Сысой велел спустить на воду большую байдару из сивучьих кож. Мореход, штурманский ученик и приказчик сошли в нее, за ними сели четверо кадьяков в праздничных камлайках и привычно налегли на весла. Лодку встретили четверо солдат во главе со знакомым офицером Габриэлем Морагой. Лейтенант, приветливо улыбаясь, отдал честь, солдаты взяли ружья на караул. Банземан, приодетый в визитку Кускова уверенно пролопотал загодя приготовленные слова приветствия и цели визита. Морага членораздельно ответил, мореход напрягся, превратившись вслух, помычал, вопрошающе повторил непонятое им слово. Солдаты привели гостей на небольшую площадь. Здесь их встретил офицер в блестящей кирасе и при шпаге, рядом с ним стоял и улыбался брат коменданта, навещавший Росс в Крещение Господне.

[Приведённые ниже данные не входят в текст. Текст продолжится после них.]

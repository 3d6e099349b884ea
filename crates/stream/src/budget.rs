use std::time::Duration;

/// Snapshot of streaming health for profiling overlays.
#[derive(Debug, Clone, Default, PartialEq)]
pub struct StreamingStats {
    /// Requests submitted but not yet absorbed (queued or running).
    pub pending_requests: usize,
    /// Entries in the active-request table, including finished unclaimed ones.
    pub active_requests: usize,
    pub completed_requests: u64,
    pub failed_requests: u64,
    pub canceled_requests: u64,
    /// Requests refused by backpressure.
    pub rejected_requests: u64,
    pub cached_tiles: usize,
    pub cache_hits: u64,
    pub cache_misses: u64,
    /// Rolling average generation time over the configured sample window.
    pub average_load_time: Duration,
    /// Main-thread time spent in the last absorb pass.
    pub last_frame_time: Duration,
    pub tiles_loaded_this_frame: usize,
}

impl StreamingStats {
    /// Fraction of cache lookups that hit, 0.0 when nothing was looked up.
    pub fn cache_hit_rate(&self) -> f32 {
        let total = self.cache_hits + self.cache_misses;
        if total == 0 {
            0.0
        } else {
            self.cache_hits as f32 / total as f32
        }
    }
}

/// Fixed-size ring of recent tile load times.
#[derive(Debug, Clone)]
pub struct LoadTimeWindow {
    history: Vec<Duration>,
    capacity: usize,
    index: usize,
    filled: bool,
}

impl LoadTimeWindow {
    pub fn new(capacity: usize) -> Self {
        let capacity = capacity.max(1);
        Self {
            history: vec![Duration::ZERO; capacity],
            capacity,
            index: 0,
            filled: false,
        }
    }

    pub fn record(&mut self, sample: Duration) {
        self.history[self.index] = sample;
        self.index = (self.index + 1) % self.capacity;
        if self.index == 0 {
            self.filled = true;
        }
    }

    fn samples(&self) -> &[Duration] {
        if self.filled {
            &self.history
        } else {
            &self.history[..self.index]
        }
    }

    pub fn average(&self) -> Duration {
        let samples = self.samples();
        if samples.is_empty() {
            return Duration::ZERO;
        }
        samples.iter().sum::<Duration>() / samples.len() as u32
    }

    pub fn max(&self) -> Duration {
        self.samples().iter().copied().max().unwrap_or(Duration::ZERO)
    }

    pub fn count(&self) -> usize {
        self.samples().len()
    }

    pub fn clear(&mut self) {
        self.index = 0;
        self.filled = false;
    }
}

Банземан повторил то же самое приветствие и завздыхал, подбирая новые слова. Внимательно вслушиваясь в его английскую речь, офицер сказал через Морагу, что губернатор находится в форте Монтерея и повел гостей в выбеленный известью дом рядом со зданием костела. Комендант крепости, дон Аргуэльйо, покрытый шляпой с пером встретил их на просторном крыльце, с кровлей, подпертой резными деревянными колоннами. Банземан в третий раз прострекотал то же самое приветствие и замолчал, смущенно улыбаясь. Сысой и Кондаков тихо переговаривались, понимая, что беседа с комендантом с помощью Банземана будет трудной и тут, откуда-то сбоку полилась чистая русская речь.
– А я-то слышу, будто серебряные колокольчики звенят, сразу догадался, что наши прибыли! – В кожаной рубахе, опорках и фартуке, с коротко выстриженной бородой к ним подходил Петр Полканов, старовояжный промышленый, бежавший с «Юноны» от Хвостова и Резанова.
Сысой с ним не служил, только виделся на Ситхе. Беглец поклонился коменданту и легко затараторил по-испански, при этом приветливо улыбался и кивал на прибывших. Банземан смахнул пот со взмокшего лба и облегченно вздохнул. Беседа пошла непринужденно и легко. Сысой по наказу Кускова одарил начальных людей зеркалами в оправе, серебряными кубками, по их лицам понял, что порадовал нужных ему людей. Полканов говорил по-русски многословно и с удовольствием, явно истосковавшись по своему языку.